The President of Colombia, Juan Manuel Santos, signed a decree to regulate the cultivation, processing, import and export of medical marijuana on December 22. Medicinal cannabis has technically been legal in the northern-most South American country since 1986, but national production was hindered because a regulatory system was never established by previous laws.
Santos notified Colombian citizens of the new law, which establishes a system for licensing cultivators, processors and retailers, during a televised speech. Cannabis, in all forms, for medical and scientific use is now legal and able to be regulated in Colombia.
“This decree allows licenses to be granted for the possession of seeds, cannabis plants and marijuana,”
Santos announced from the presidential palace.
“It places Colombia in the group of countries that are at the forefront… in the use of natural resources to fight disease.”

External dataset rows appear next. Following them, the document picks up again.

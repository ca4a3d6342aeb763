//! Pythagorean theorem: a right triangle with squares on all three sides.
//!
//! Vertex A slides vertically and vertex B horizontally; the right-angle
//! vertex C stays at `(A.x, B.y)`, so the legs stay axis-aligned. Drags are
//! clamped so the triangle never degenerates.

use crate::controls::ControlSet;
use crate::drag::{Draggable, HitShape};
use crate::scene::{rgb, rgba, Color, Scene, WHITE};
use crate::simulation::Simulation;
use crate::surface::{CanvasSurface, HeightPolicy};
use glam::Vec2;

const VERTEX_A: u32 = 0;
const VERTEX_B: u32 = 1;
const VERTEX_RADIUS: f32 = 10.0;
const HIT_RADIUS: f32 = 20.0;
const DRAG_PADDING: f32 = 20.0;
/// Display units: 50 px per unit in the side-length readouts.
const READOUT_SCALE: f32 = 50.0;

const SQUARE_A_COLOR: Color = rgba(0.961, 0.620, 0.043, 0.2);
const SQUARE_B_COLOR: Color = rgba(0.545, 0.361, 0.965, 0.2);
const SQUARE_C_COLOR: Color = rgba(0.063, 0.725, 0.506, 0.2);
const TRIANGLE_FILL: Color = rgba(0.0, 0.0, 0.0, 0.1);
const TRIANGLE_STROKE: Color = rgba(0.0, 0.0, 0.0, 0.5);
const VERTEX_COLOR: Color = rgb(0.961, 0.620, 0.043);
const VERTEX_ARMED_COLOR: Color = rgb(0.851, 0.467, 0.024);
const LABEL_A_COLOR: Color = rgb(0.706, 0.325, 0.035);
const LABEL_B_COLOR: Color = rgb(0.357, 0.129, 0.714);
const LABEL_C_COLOR: Color = rgb(0.024, 0.373, 0.275);

pub struct Pythagorean {
    pub vertex_a: Vec2,
    pub vertex_b: Vec2,
    bounds: Vec2,
}

impl Default for Pythagorean {
    fn default() -> Self {
        Self {
            vertex_a: Vec2::new(50.0, 150.0),
            vertex_b: Vec2::new(250.0, 350.0),
            bounds: Vec2::ZERO,
        }
    }
}

impl Pythagorean {
    /// The right-angle vertex, derived from the other two.
    pub fn vertex_c(&self) -> Vec2 {
        Vec2::new(self.vertex_a.x, self.vertex_b.y)
    }

    /// Side lengths `(a, b, c)` in display units.
    pub fn sides(&self) -> (f32, f32, f32) {
        let c_vertex = self.vertex_c();
        (
            self.vertex_b.distance(c_vertex) / READOUT_SCALE,
            self.vertex_a.distance(c_vertex) / READOUT_SCALE,
            self.vertex_a.distance(self.vertex_b) / READOUT_SCALE,
        )
    }
}

/// Square erected outward on the directed side `p1 -> p2`.
fn square_on(p1: Vec2, p2: Vec2) -> Vec<Vec2> {
    let d = p2 - p1;
    let out = Vec2::new(-d.y, d.x);
    vec![p1, p2, p2 + out, p1 + out]
}

impl Simulation for Pythagorean {
    fn controls(&self) -> ControlSet {
        ControlSet::new()
    }

    fn height_policy(&self) -> HeightPolicy {
        HeightPolicy::Square
    }

    /// Resize re-anchors the triangle to the new surface.
    fn setup(&mut self, surface: &CanvasSurface) {
        self.bounds = surface.size();
        let padding = 50.0;
        self.vertex_a = Vec2::new(padding, surface.height * 0.4);
        self.vertex_b = Vec2::new(surface.width * 0.7, surface.height - padding);
    }

    fn draggables(&self) -> Vec<Draggable> {
        vec![
            Draggable::new(
                VERTEX_A,
                HitShape::Circle { center: self.vertex_a, radius: HIT_RADIUS },
            ),
            Draggable::new(
                VERTEX_B,
                HitShape::Circle { center: self.vertex_b, radius: HIT_RADIUS },
            ),
        ]
    }

    fn drag(&mut self, target: u32, point: Vec2) {
        let c_vertex = self.vertex_c();
        match target {
            VERTEX_A => {
                self.vertex_a.y = point.y.clamp(DRAG_PADDING, c_vertex.y - DRAG_PADDING);
            }
            VERTEX_B => {
                self.vertex_b.x = point
                    .x
                    .clamp(c_vertex.x + DRAG_PADDING, self.bounds.x - DRAG_PADDING);
            }
            _ => {}
        }
    }

    fn draw(&self, scene: &mut Scene, _surface: &CanvasSurface, armed: Option<u32>) {
        scene.clear(WHITE);
        let a = self.vertex_a;
        let b = self.vertex_b;
        let c = self.vertex_c();

        scene.fill_polygon(square_on(c, b), SQUARE_A_COLOR);
        scene.fill_polygon(square_on(a, c), SQUARE_B_COLOR);
        scene.fill_polygon(square_on(b, a), SQUARE_C_COLOR);

        scene.fill_polygon(vec![a, b, c], TRIANGLE_FILL);
        scene.polyline(vec![a, b, c, a], 2.0, TRIANGLE_STROKE);

        // Right-angle mark at C.
        scene.polyline(
            vec![
                c + Vec2::new(15.0, 0.0),
                c + Vec2::new(15.0, -15.0),
                c + Vec2::new(0.0, -15.0),
            ],
            1.5,
            TRIANGLE_STROKE,
        );

        for (id, vertex) in [(VERTEX_A, a), (VERTEX_B, b)] {
            let color = if armed == Some(id) {
                VERTEX_ARMED_COLOR
            } else {
                VERTEX_COLOR
            };
            scene.fill_circle(vertex, VERTEX_RADIUS, color);
        }

        scene.label("a", (b + c) * 0.5 + Vec2::new(15.0, 0.0), 16.0, LABEL_A_COLOR);
        scene.label("b", (a + c) * 0.5 + Vec2::new(0.0, -15.0), 16.0, LABEL_B_COLOR);
        let hyp_mid = (a + b) * 0.5;
        let hyp_normal = {
            let d = (b - a).normalize_or_zero();
            Vec2::new(d.y, -d.x)
        };
        scene.label("c", hyp_mid + hyp_normal * 20.0, 16.0, LABEL_C_COLOR);

        let (side_a, side_b, side_c) = self.sides();
        let equation = format!(
            "{:.2} + {:.2} = {:.2}",
            side_a * side_a,
            side_b * side_b,
            side_c * side_c,
        );
        scene.label(equation, Vec2::new(self.bounds.x * 0.5, 20.0), 12.0, TRIANGLE_STROKE);
    }
}

#[cfg(test)]
mod tests {
    use super::*;
    use approx::assert_relative_eq;

    fn mounted() -> Pythagorean {
        let mut sim = Pythagorean::default();
        sim.setup(&CanvasSurface::from_container(500.0, HeightPolicy::Square, 1.0));
        sim
    }

    #[test]
    fn test_theorem_holds_for_any_drag() {
        let mut sim = mounted();
        sim.drag(VERTEX_A, Vec2::new(0.0, 80.0));
        sim.drag(VERTEX_B, Vec2::new(420.0, 0.0));
        let (a, b, c) = sim.sides();
        assert_relative_eq!(a * a + b * b, c * c, epsilon = 1e-4);
    }

    #[test]
    fn test_vertex_a_moves_only_vertically() {
        let mut sim = mounted();
        let x_before = sim.vertex_a.x;
        sim.drag(VERTEX_A, Vec2::new(300.0, 120.0));
        assert_eq!(sim.vertex_a.x, x_before);
        assert_eq!(sim.vertex_a.y, 120.0);
    }

    #[test]
    fn test_drags_are_clamped() {
        let mut sim = mounted();
        let c_vertex = sim.vertex_c();
        sim.drag(VERTEX_A, Vec2::new(0.0, 10_000.0));
        assert_eq!(sim.vertex_a.y, c_vertex.y - DRAG_PADDING);
        sim.drag(VERTEX_B, Vec2::new(-10_000.0, 0.0));
        assert_eq!(sim.vertex_b.x, sim.vertex_c().x + DRAG_PADDING);
    }
}
//! Pure screen/simulation coordinate mapping.
//!
//! Screen space is CSS pixels with the origin at the canvas top-left and y
//! growing downward. A simulation picks where its own origin sits, whether
//! its y axis points up, and how many pixels one simulation unit covers.
//! Both directions are total functions: points outside the canvas map to
//! out-of-range coordinates instead of failing.

use crate::surface::CanvasSurface;
use glam::Vec2;

/// Where the simulation origin sits in the canvas rectangle.
#[derive(Clone, Copy, Debug, PartialEq, Eq)]
pub enum OriginAnchor {
    TopLeft,
    Center,
}

#[derive(Clone, Copy, Debug, PartialEq)]
pub struct OriginPolicy {
    pub anchor: OriginAnchor,
    /// Invert the vertical axis so y grows upward (math convention).
    pub y_up: bool,
    /// CSS pixels per simulation unit.
    pub pixels_per_unit: f32,
}

impl OriginPolicy {
    /// Raw screen coordinates: top-left origin, y down, one unit per pixel.
    pub const SCREEN: OriginPolicy = OriginPolicy {
        anchor: OriginAnchor::TopLeft,
        y_up: false,
        pixels_per_unit: 1.0,
    };

    /// Canvas-centered origin keeping the screen's y-down convention.
    pub const CENTERED: OriginPolicy = OriginPolicy {
        anchor: OriginAnchor::Center,
        y_up: false,
        pixels_per_unit: 1.0,
    };

    /// Math convention: centered origin, y up, scaled units.
    pub fn math(pixels_per_unit: f32) -> OriginPolicy {
        OriginPolicy {
            anchor: OriginAnchor::Center,
            y_up: true,
            pixels_per_unit,
        }
    }

    fn origin(&self, surface: &CanvasSurface) -> Vec2 {
        match self.anchor {
            OriginAnchor::TopLeft => Vec2::ZERO,
            OriginAnchor::Center => surface.center(),
        }
    }
}

/// Map a screen-space point into simulation space.
pub fn to_sim(screen: Vec2, surface: &CanvasSurface, policy: OriginPolicy) -> Vec2 {
    let offset = screen - policy.origin(surface);
    let y = if policy.y_up { -offset.y } else { offset.y };
    Vec2::new(offset.x, y) / policy.pixels_per_unit
}

/// Inverse of [`to_sim`].
pub fn to_screen(sim: Vec2, surface: &CanvasSurface, policy: OriginPolicy) -> Vec2 {
    let scaled = sim * policy.pixels_per_unit;
    let y = if policy.y_up { -scaled.y } else { scaled.y };
    Vec2::new(scaled.x, y) + policy.origin(surface)
}
//! Declarative control surface.
//!
//! Each demo names its inputs (range sliders, selects, toggles, action
//! buttons) and receives `(key, value)` change callbacks and `(key)` button
//! actions. Values are clamped to the declared range on the way in, so
//! steppers and renderers never see out-of-range parameters.

#[derive(Clone, Debug, PartialEq)]
pub enum ControlValue {
    Number(f32),
    Flag(bool),
    Choice(String),
}

impl ControlValue {
    pub fn as_number(&self) -> Option<f32> {
        match self {
            ControlValue::Number(n) => Some(*n),
            _ => None,
        }
    }

    pub fn as_flag(&self) -> Option<bool> {
        match self {
            ControlValue::Flag(f) => Some(*f),
            _ => None,
        }
    }

    pub fn as_choice(&self) -> Option<&str> {
        match self {
            ControlValue::Choice(c) => Some(c),
            _ => None,
        }
    }
}

#[derive(Clone, Debug, PartialEq)]
pub enum ControlConfig {
    Range {
        label: String,
        min: f32,
        max: f32,
        step: f32,
        unit: Option<String>,
        default: f32,
    },
    Select {
        label: String,
        options: Vec<(String, String)>,
        default: String,
    },
    Toggle {
        label: String,
        default: bool,
    },
    Button {
        label: String,
    },
}

impl ControlConfig {
    pub fn default_value(&self) -> Option<ControlValue> {
        match self {
            ControlConfig::Range { default, .. } => Some(ControlValue::Number(*default)),
            ControlConfig::Select { default, .. } => {
                Some(ControlValue::Choice(default.clone()))
            }
            ControlConfig::Toggle { default, .. } => Some(ControlValue::Flag(*default)),
            ControlConfig::Button { .. } => None,
        }
    }

    /// Force `value` into this control's domain, or None on a type mismatch.
    pub fn clamp(&self, value: ControlValue) -> Option<ControlValue> {
        match (self, value) {
            (ControlConfig::Range { min, max, .. }, ControlValue::Number(n)) => {
                Some(ControlValue::Number(n.clamp(*min, *max)))
            }
            (ControlConfig::Select { options, default, .. }, ControlValue::Choice(c)) => {
                let valid = options.iter().any(|(value, _)| *value == c);
                Some(ControlValue::Choice(if valid { c } else { default.clone() }))
            }
            (ControlConfig::Toggle { .. }, ControlValue::Flag(f)) => {
                Some(ControlValue::Flag(f))
            }
            _ => None,
        }
    }
}

/// Ordered set of named controls; declaration order is display order.
#[derive(Clone, Debug, Default, PartialEq)]
pub struct ControlSet {
    entries: Vec<(String, ControlConfig)>,
}

impl ControlSet {
    pub fn new() -> Self {
        Self::default()
    }

    pub fn range(
        self,
        key: &str,
        label: &str,
        min: f32,
        max: f32,
        step: f32,
        default: f32,
    ) -> Self {
        self.range_with_unit(key, label, min, max, step, default, None)
    }

    pub fn range_with_unit(
        mut self,
        key: &str,
        label: &str,
        min: f32,
        max: f32,
        step: f32,
        default: f32,
        unit: Option<&str>,
    ) -> Self {
        self.entries.push((
            key.to_string(),
            ControlConfig::Range {
                label: label.to_string(),
                min,
                max,
                step,
                unit: unit.map(str::to_string),
                default,
            },
        ));
        self
    }

    pub fn select(mut self, key: &str, label: &str, options: &[(&str, &str)], default: &str) -> Self {
        self.entries.push((
            key.to_string(),
            ControlConfig::Select {
                label: label.to_string(),
                options: options
                    .iter()
                    .map(|(value, label)| (value.to_string(), label.to_string()))
                    .collect(),
                default: default.to_string(),
            },
        ));
        self
    }

    pub fn toggle(mut self, key: &str, label: &str, default: bool) -> Self {
        self.entries.push((
            key.to_string(),
            ControlConfig::Toggle {
                label: label.to_string(),
                default,
            },
        ));
        self
    }

    pub fn button(mut self, key: &str, label: &str) -> Self {
        self.entries.push((
            key.to_string(),
            ControlConfig::Button {
                label: label.to_string(),
            },
        ));
        self
    }

    pub fn config(&self, key: &str) -> Option<&ControlConfig> {
        self.entries
            .iter()
            .find(|(k, _)| k == key)
            .map(|(_, config)| config)
    }

    /// Clamp `value` against the named control, or None for unknown keys
    /// and type mismatches.
    pub fn clamp(&self, key: &str, value: ControlValue) -> Option<ControlValue> {
        self.config(key)?.clamp(value)
    }

    pub fn iter(&self) -> impl Iterator<Item = (&str, &ControlConfig)> {
        self.entries.iter().map(|(k, c)| (k.as_str(), c))
    }

    /// Keys of all button controls, in declaration order.
    pub fn buttons(&self) -> impl Iterator<Item = &str> {
        self.entries.iter().filter_map(|(k, c)| match c {
            ControlConfig::Button { .. } => Some(k.as_str()),
            _ => None,
        })
    }

    pub fn is_empty(&self) -> bool {
        self.entries.is_empty()
    }

    pub fn len(&self) -> usize {
        self.entries.len()
    }
}

#[cfg(test)]
mod tests {
    use super::*;

    fn sample() -> ControlSet {
        ControlSet::new()
            .range("gravity", "Gravity", 1.0, 25.0, 0.1, 9.81)
            .select(
                "lens_type",
                "Lens Type",
                &[("convex", "Convex"), ("concave", "Concave")],
                "convex",
            )
            .toggle("interference", "Interference Mode", false)
            .button("reset", "Reset Simulation")
    }

    #[test]
    fn test_range_clamps_to_bounds() {
        let controls = sample();
        assert_eq!(
            controls.clamp("gravity", ControlValue::Number(100.0)),
            Some(ControlValue::Number(25.0))
        );
        assert_eq!(
            controls.clamp("gravity", ControlValue::Number(-3.0)),
            Some(ControlValue::Number(1.0))
        );
        assert_eq!(
            controls.clamp("gravity", ControlValue::Number(9.81)),
            Some(ControlValue::Number(9.81))
        );
    }

    #[test]
    fn test_select_falls_back_to_default() {
        let controls = sample();
        assert_eq!(
            controls.clamp("lens_type", ControlValue::Choice("prism".into())),
            Some(ControlValue::Choice("convex".into()))
        );
        assert_eq!(
            controls.clamp("lens_type", ControlValue::Choice("concave".into())),
            Some(ControlValue::Choice("concave".into()))
        );
    }

    #[test]
    fn test_type_mismatch_is_rejected() {
        let controls = sample();
        assert_eq!(controls.clamp("gravity", ControlValue::Flag(true)), None);
        assert_eq!(controls.clamp("missing", ControlValue::Number(1.0)), None);
    }

    #[test]
    fn test_buttons_listed_in_order() {
        let controls = sample();
        let buttons: Vec<&str> = controls.buttons().collect();
        assert_eq!(buttons, vec!["reset"]);
    }
}
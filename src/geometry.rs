//! Small planar geometry helpers shared by demos and hit testing.

use glam::Vec2;

/// Interior angle at `vertex` of the triangle `vertex, p1, p2`, in degrees.
///
/// Uses the law of cosines with the cosine clamped to [-1, 1] so collinear
/// or coincident inputs stay finite. Degenerate triangles return 0.
pub fn angle_at_deg(vertex: Vec2, p1: Vec2, p2: Vec2) -> f32 {
    let a = p1.distance(p2);
    let b = vertex.distance(p2);
    let c = vertex.distance(p1);
    if b * c == 0.0 {
        return 0.0;
    }
    let cos_angle = (b * b + c * c - a * a) / (2.0 * b * c);
    cos_angle.clamp(-1.0, 1.0).acos().to_degrees()
}

/// Even-odd point-in-polygon test.
pub fn point_in_polygon(point: Vec2, polygon: &[Vec2]) -> bool {
    let mut inside = false;
    let mut j = polygon.len().wrapping_sub(1);
    for i in 0..polygon.len() {
        let pi = polygon[i];
        let pj = polygon[j];
        let crosses = (pi.y > point.y) != (pj.y > point.y)
            && point.x < (pj.x - pi.x) * (point.y - pi.y) / (pj.y - pi.y) + pi.x;
        if crosses {
            inside = !inside;
        }
        j = i;
    }
    inside
}

#[cfg(test)]
mod tests {
    use super::*;
    use approx::assert_relative_eq;

    #[test]
    fn test_right_angle() {
        let angle = angle_at_deg(
            Vec2::new(0.0, 0.0),
            Vec2::new(1.0, 0.0),
            Vec2::new(0.0, 1.0),
        );
        assert_relative_eq!(angle, 90.0, epsilon = 1e-4);
    }

    #[test]
    fn test_degenerate_angle_is_zero() {
        let p = Vec2::new(2.0, 3.0);
        assert_eq!(angle_at_deg(p, p, Vec2::new(1.0, 1.0)), 0.0);
    }

    #[test]
    fn test_point_in_square() {
        let square = [
            Vec2::new(0.0, 0.0),
            Vec2::new(2.0, 0.0),
            Vec2::new(2.0, 2.0),
            Vec2::new(0.0, 2.0),
        ];
        assert!(point_in_polygon(Vec2::new(1.0, 1.0), &square));
        assert!(!point_in_polygon(Vec2::new(3.0, 1.0), &square));
        assert!(!point_in_polygon(Vec2::new(-0.1, 1.0), &square));
    }

    #[test]
    fn test_point_in_triangle() {
        let triangle = [
            Vec2::new(0.0, 0.0),
            Vec2::new(4.0, 0.0),
            Vec2::new(2.0, 3.0),
        ];
        assert!(point_in_polygon(Vec2::new(2.0, 1.0), &triangle));
        assert!(!point_in_polygon(Vec2::new(0.1, 2.9), &triangle));
    }
}
//! Simple pendulum on a rigid string.

use crate::controls::{ControlSet, ControlValue};
use crate::scene::{rgb, Scene, DARK_BACKGROUND, WHITE};
use crate::simulation::{Scheduling, Simulation};
use crate::surface::{CanvasSurface, HeightPolicy};
use glam::Vec2;

const INITIAL_ANGLE: f32 = 3.0 * std::f32::consts::PI / 4.0;
const BOB_RADIUS: f32 = 15.0;
const BOB_COLOR: [f32; 4] = rgb(0.996, 0.847, 0.694);

pub struct Pendulum {
    /// Angle from the downward vertical, radians.
    pub angle: f32,
    pub angular_velocity: f32,
    pub length: f32,
    pub gravity: f32,
}

impl Default for Pendulum {
    fn default() -> Self {
        Self {
            angle: INITIAL_ANGLE,
            angular_velocity: 0.0,
            length: 200.0,
            gravity: 9.81,
        }
    }
}

impl Pendulum {
    fn reset(&mut self) {
        self.angle = INITIAL_ANGLE;
        self.angular_velocity = 0.0;
    }
}

impl Simulation for Pendulum {
    fn controls(&self) -> ControlSet {
        ControlSet::new()
            .range_with_unit("length", "Pendulum Length", 50.0, 300.0, 1.0, 200.0, Some("px"))
            .range_with_unit("gravity", "Gravity", 1.0, 25.0, 0.1, 9.81, Some("m/s²"))
            .button("reset", "Reset Simulation")
    }

    fn height_policy(&self) -> HeightPolicy {
        HeightPolicy::Fixed(500.0)
    }

    fn scheduling(&self) -> Scheduling {
        Scheduling::Continuous
    }

    fn setup(&mut self, _surface: &CanvasSurface) {
        self.reset();
    }

    fn on_control_change(&mut self, key: &str, value: &ControlValue) {
        let Some(n) = value.as_number() else { return };
        match key {
            "length" => self.length = n,
            "gravity" => self.gravity = n,
            _ => {}
        }
        // Changing a parameter mid-swing restarts the swing.
        self.reset();
    }

    fn on_action(&mut self, key: &str) {
        if key == "reset" {
            self.reset();
        }
    }

    fn step(&mut self, dt: f32) {
        let acceleration = -(self.gravity / self.length) * self.angle.sin();
        self.angular_velocity += acceleration * dt;
        self.angle += self.angular_velocity * dt;
    }

    fn draw(&self, scene: &mut Scene, surface: &CanvasSurface, _armed: Option<u32>) {
        scene.clear(DARK_BACKGROUND);
        let pivot = surface.center();
        let bob = pivot + Vec2::new(self.angle.sin(), self.angle.cos()) * self.length;

        scene.rect(pivot + Vec2::new(-25.0, -10.0), Vec2::new(50.0, 10.0), WHITE);
        scene.line(pivot, bob, 2.0, WHITE);
        scene.fill_circle(bob, BOB_RADIUS, BOB_COLOR);
    }
}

President Juan Manuel Santos signing the decree legalizing the use of medical marijuana, next to Minister of Health Alejandro Gaviria, in Bogota on December 22, 2015 (AFP Photo/Juan Pablo Bello)
Now that the decree to regulate medicinal cannabis has been signed, those seeking to cultivate cannabis will be able to apply for licenses through the National Narcotics Council. Manufacturing licenses, for those who wish to process cannabis into concentrates and edibles, will be permitted by the health ministry.
Manufacturing regulations will be just as important as cultivation so that patients can have safe, reliable access to non-smokeable forms of cannabis, like concentrates which can be vaporized and infused foods and tinctures which can be ingested.
“Our goal is for patients to be able to access medications made in Colombia that are safe, high-quality and accessible. It is also an opportunity to promote scientific research in our country,”
The decree also permits health ministry licensed companies to export cannabis products to other countries.
Colombia now joins Uruguay, where cannabis was fully legalized in 2014 and Chile, where the government is also reportedly looking to establish an international sales market for their medical cannabis program, in the group of South American countries which have chosen to reform national cannabis policies.